To do
Read through the listing below and return only the lines containing "colName".

Source data
//! `TFileWriter` (§4.5): builds one immutable segment file from a sorted
//! `(term, postings)` stream and writes it atomically.

use crate::format::{checksum, encode_footer, segment_filename, Header, FOOTER_SIZE};
use fluxstore_core::{ColType, Error, Result};
use std::fs;
use std::path::{Path, PathBuf};

/// Writes `.tfile` segments for one `(suid, colName)` pair into a
/// directory.
pub struct TFileWriter {
    dir: PathBuf,
    suid: i64,
    col_name: String,
    col_type: ColType,
}

impl TFileWriter {
    /// Open a writer rooted at `dir` for `(suid, colName, colType)`.
    /// Creates `dir` if it doesn't exist.
    pub fn open(dir: impl Into<PathBuf>, suid: i64, col_name: impl Into<String>, col_type: ColType) -> Result<Self> {
        let dir = dir.into();
        fs::create_dir_all(&dir).map_err(|e| Error::io(&dir, e))?;
        Ok(Self {
            dir,
            suid,
            col_name: col_name.into(),
            col_type,
        })
    }

    /// Write `version` from `batch`, a sequence of `(term, postings)`
    /// already sorted ascending by term. If `dedup` is set, adjacent
    /// records sharing the same term are merged by concatenating their
    /// postings, then sorting and deduplicating the result — the same
    /// defense `indexMergeSameKey` applies at the facade layer, offered
    /// here too since a writer may be fed directly in tests or by
    /// `rebuild`. Returns the path the segment was written to.
    pub fn put(
        &self,
        version: u32,
        batch: impl IntoIterator<Item = (Vec<u8>, Vec<u64>)>,
        dedup: bool,
    ) -> Result<PathBuf> {
        let merged = if dedup {
            coalesce_adjacent(batch)
        } else {
            batch.into_iter().collect()
        };
        let bytes = build_segment_bytes(self.suid, &self.col_name, self.col_type, merged);
        let path = self.dir.join(segment_filename(self.suid, &self.col_name, version));
        write_atomic(&path, &bytes)?;
        Ok(path)
    }

    /// No-op; provided for symmetry with the reader's `close` and the
    /// spec's `open(...) → Writer, put(...), close` operation list.
    pub fn close(self) -> Result<()> {
        Ok(())
    }
}

fn coalesce_adjacent(batch: impl IntoIterator<Item = (Vec<u8>, Vec<u64>)>) -> Vec<(Vec<u8>, Vec<u64>)> {
    let mut out: Vec<(Vec<u8>, Vec<u64>)> = Vec::new();
    for (term, postings) in batch {
        match out.last_mut() {
            Some((last_term, last_postings)) if *last_term == term => {
                last_postings.extend_from_slice(&postings);
            }
            _ => out.push((term, postings)),
        }
    }
    for (_, postings) in &mut out {
        postings.sort_unstable();
        postings.dedup();
    }
    out
}

fn build_segment_bytes(
    suid: i64,
    col_name: &str,
    col_type: ColType,
    term_postings: Vec<(Vec<u8>, Vec<u64>)>,
) -> Vec<u8> {
    let header = Header {
        suid,
        col_name: col_name.to_string(),
        col_type,
        num_terms: term_postings.len() as u32,
    };

    let mut postings_area = Vec::new();
    let mut term_index = Vec::new();

    for (term, postings) in &term_postings {
        let posting_offset = postings_area.len() as u64;
        postings_area.extend_from_slice(&(postings.len() as u32).to_le_bytes());
        for uid in postings {
            postings_area.extend_from_slice(&uid.to_le_bytes());
        }
        let posting_len = postings_area.len() as u32 - (posting_offset as u32 + 4);

        term_index.extend_from_slice(&(term.len() as u16).to_le_bytes());
        term_index.extend_from_slice(term);
        term_index.extend_from_slice(&posting_offset.to_le_bytes());
        term_index.extend_from_slice(&posting_len.to_le_bytes());
    }

    let header_len = header.encoded_len();
    let term_index_offset = (header_len + postings_area.len()) as u64;

    let mut buf = Vec::with_capacity(header_len + postings_area.len() + term_index.len() + FOOTER_SIZE);
    header.encode_into(&mut buf);
    buf.extend_from_slice(&postings_area);
    buf.extend_from_slice(&term_index);

    let crc = checksum(&buf);
    buf.extend_from_slice(&encode_footer(term_index_offset, crc));
    buf
}

fn write_atomic(path: &Path, bytes: &[u8]) -> Result<()> {
    let tmp_path = path.with_extension("tfile.tmp");
    {
        let mut file = fs::File::create(&tmp_path).map_err(|e| Error::io(&tmp_path, e))?;
        use std::io::Write;
        file.write_all(bytes).map_err(|e| Error::io(&tmp_path, e))?;
        file.sync_all().map_err(|e| Error::io(&tmp_path, e))?;
    }
    fs::rename(&tmp_path, path).map_err(|e| Error::io(path, e))?;
    Ok(())
}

Solution below
/// Writes `.tfile` segments for one `(suid, colName)` pair into a
    /// Open a writer rooted at `dir` for `(suid, colName, colType)`.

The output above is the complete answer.